It is in the other thread. The one you admitted to not reading all the way through? 

Read the other thread. And then you will be able to make a valid, fact-based judgement.


----------



## Cynthia (Jan 31, 2014)

I am bringing this in from another thread, because it directly contradicts what you are saying. In this thread you said this.



mary35 said:


> I read the same thing everyone else read. Your turn - please quote where he got upset with what was said?


But in another thread you said:



mary35 said:


> Please don't crucify me, this is an honest question. *While I have tried to skim most of the posts*, I admit I came in late and have not read them all.


So, no, you haven't read the same things that others have read. You didn't even skim all the posts, you only tried to. This means that you did not read all the posts and you don't have a clear picture of what those of us who have read them have.



mary35 said:


> Please dont take offense. Maybe my assumptions are wrong. I am just trying to understand.

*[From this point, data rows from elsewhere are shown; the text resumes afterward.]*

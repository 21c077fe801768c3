//! Terminal front end for the sample view models.

mod app;
mod events;
mod footer;
mod header;
mod layout;
mod render;
mod runtime;
mod terminal_guard;
mod theme;

pub use runtime::run;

What you are saying is offensive, because you didn't even read the thread through. In your posts you are commenting that it's normal for her to be hurt and upset, but she should give him a pass and it's understandable that he has become a completely self-centered person and she should let him have whatever he wants so this will all go away and they can be happy. 



mary35 said:


> I am not excusing what he did - and how much pain and anguish this has caused his wife. But I do think that every single effort he made to make amends has been dismissed as not good enough whether is was to appease her and make things better, or truly was from his heart. Sometimes, when no matter what you do - the only feedback you get is it is not acceptable or good enough can cause one to get frustrated and angry. Especially if they feel they are really trying.


This is not true. Every effort he has made has not been dismissed. Saying that completely changes what is really happening here. You are making a false statement and taking this whole discussion off topic into the direction of explaining to you what is clear if you read it for yourself. You are accusing @heartbroken50 of something that is not true and continuously posting from that perspective. That's harassment. You are harassing a woman who is already stressed and broken by turning it around on her and making her the one who is mistreating her husband when nothing could be further from the truth.


mary35 said:


> I see another side to this story but it feels like no one is interested at looking at another side. Most here have already made up their mind. He has clearly been found guilty of everything he has been accused of by the majority of posters on both of their threads. So keep the 2x4s coming. It seems to be working so well in helping this couple stay married and get on a path of healing.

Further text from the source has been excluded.